For that whole 6 months we’d all work during the week and then we’d spend nearly every Friday night, Saturday and Sunday working on this thing. Often times we’d be in our studio for 10 hours a day if we weren’t playing shows. I’m not claiming that we’re anything special, that kind of work ethic is obviously nothing new- most bands who give a shit have to work that way to get things done- but we were working at the pace that I had always wanted to be working at and hadn’t really been able to before with my other bands for one reason or another. That was the main difference for me.
When we actually entered the studio we were riding so high on the fact that we’d been able to get things moving again so quickly, we initially only booked 5 days with in the studio to complete the album. From recording the first kick drum, right through to mastering the finished product, we smashed out all the tracks in 3.5 days and then left 1.5 days for mixing/mastering. Even though we did complete those initial sessions in that time frame we did end up going back a few months later to add the finishing touches that gave Tempest its depth.
Jack: Echo of Souls features vocals from yourself, why did you include vocals?

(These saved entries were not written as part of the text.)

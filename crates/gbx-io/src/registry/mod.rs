// Tool Registry
//
// Maps stable string ids to tool implementations plus their descriptors.
// Hosts build one registry up front (usually via tools::builtin_registry)
// and hand it to the dispatcher behind an Arc.

mod types;

pub use types::{InputKind, OutputKind, ToolDescriptor};

use std::collections::HashMap;
use std::sync::Arc;

use tracing::warn;

use crate::tools::IoTool;

/// A tool implementation together with the descriptor it was registered under.
pub struct RegisteredTool {
	descriptor: ToolDescriptor,
	tool: Arc<dyn IoTool>,
}

impl RegisteredTool {
	pub fn descriptor(&self) -> &ToolDescriptor {
		&self.descriptor
	}

	pub fn tool(&self) -> &Arc<dyn IoTool> {
		&self.tool
	}
}

/// Registry of every tool the pipeline can dispatch to.
#[derive(Default)]
pub struct ToolRegistry {
	tools: HashMap<String, RegisteredTool>,
}

impl ToolRegistry {
	pub fn new() -> Self {
		Self { tools: HashMap::new() }
	}

	/// Register a tool under its descriptor id. Registering the same id
	/// twice replaces the earlier tool.
	pub fn register(&mut self, descriptor: ToolDescriptor, tool: Arc<dyn IoTool>) {
		let id = descriptor.id.clone();
		if self.tools.insert(id.clone(), RegisteredTool { descriptor, tool }).is_some() {
			warn!(target: "gbx_io", tool = %id, "replacing previously registered tool");
		}
	}

	/// Look up a tool by id.
	pub fn get(&self, id: &str) -> Option<&RegisteredTool> {
		self.tools.get(id)
	}

	/// Descriptors of every registered tool, sorted by id.
	pub fn descriptors(&self) -> Vec<&ToolDescriptor> {
		let mut descriptors: Vec<_> = self.tools.values().map(RegisteredTool::descriptor).collect();
		descriptors.sort_by_key(|d| d.id.as_str());
		descriptors
	}

	pub fn len(&self) -> usize {
		self.tools.len()
	}

	pub fn is_empty(&self) -> bool {
		self.tools.is_empty()
	}
}

#[cfg(test)]
mod tests {
	use super::*;
	use crate::data::ToolOutput;
	use crate::progress::ToolContext;
	use crate::tools::{ToolError, ToolInput};

	struct NullTool;

	#[async_trait::async_trait]
	impl IoTool for NullTool {
		async fn process(
			&self,
			_input: ToolInput,
			_cx: &ToolContext,
		) -> Result<Vec<ToolOutput>, ToolError> {
			Ok(vec![])
		}
	}

	fn descriptor(id: &str, name: &str) -> ToolDescriptor {
		ToolDescriptor::new(id, name, InputKind::Binary, OutputKind::Binary)
	}

	#[test]
	fn test_register_and_lookup() {
		let mut registry = ToolRegistry::new();
		assert!(registry.is_empty());

		registry.register(descriptor("a-tool", "A tool"), Arc::new(NullTool));

		assert_eq!(registry.len(), 1);
		assert!(registry.get("a-tool").is_some());
		assert!(registry.get("missing").is_none());
	}

	#[test]
	fn test_duplicate_id_replaces_descriptor() {
		let mut registry = ToolRegistry::new();
		registry.register(descriptor("a-tool", "First"), Arc::new(NullTool));
		registry.register(descriptor("a-tool", "Second"), Arc::new(NullTool));

		assert_eq!(registry.len(), 1);
		let entry = registry.get("a-tool").unwrap();
		assert_eq!(entry.descriptor().name, "Second");
	}

	#[test]
	fn test_descriptors_sorted_by_id() {
		let mut registry = ToolRegistry::new();
		registry.register(descriptor("zeta", "Z"), Arc::new(NullTool));
		registry.register(descriptor("alpha", "A"), Arc::new(NullTool));
		registry.register(descriptor("mid", "M"), Arc::new(NullTool));

		let ids: Vec<_> = registry.descriptors().iter().map(|d| d.id.as_str()).collect();
		assert_eq!(ids, vec!["alpha", "mid", "zeta"]);
	}
}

Ted: Regarding vocals, the general consensus has always been that if the songs demanded it we’d use them. This was ultimately the case with ‘Echo of Souls’. Tying in with the overall concept, Tempest basically follows 3 musical movements; these could be interpreted as Devastation, Desperation and Acceptance. We felt ‘Echo of Souls’marked the lowest point of the journey for the protagonist and fits in between Devastation and Desperation. The song essentially evolved from a jam session we were having and the vocals were a spontaneous product of that jam. When we listened back to the demo of that session we felt that the miserable vibe of the track was taken to another level with the inclusion of the ambient, harsh vocals, so we left them in there.
Jack: Does this hint at a future direction for Telepathy with more vocals?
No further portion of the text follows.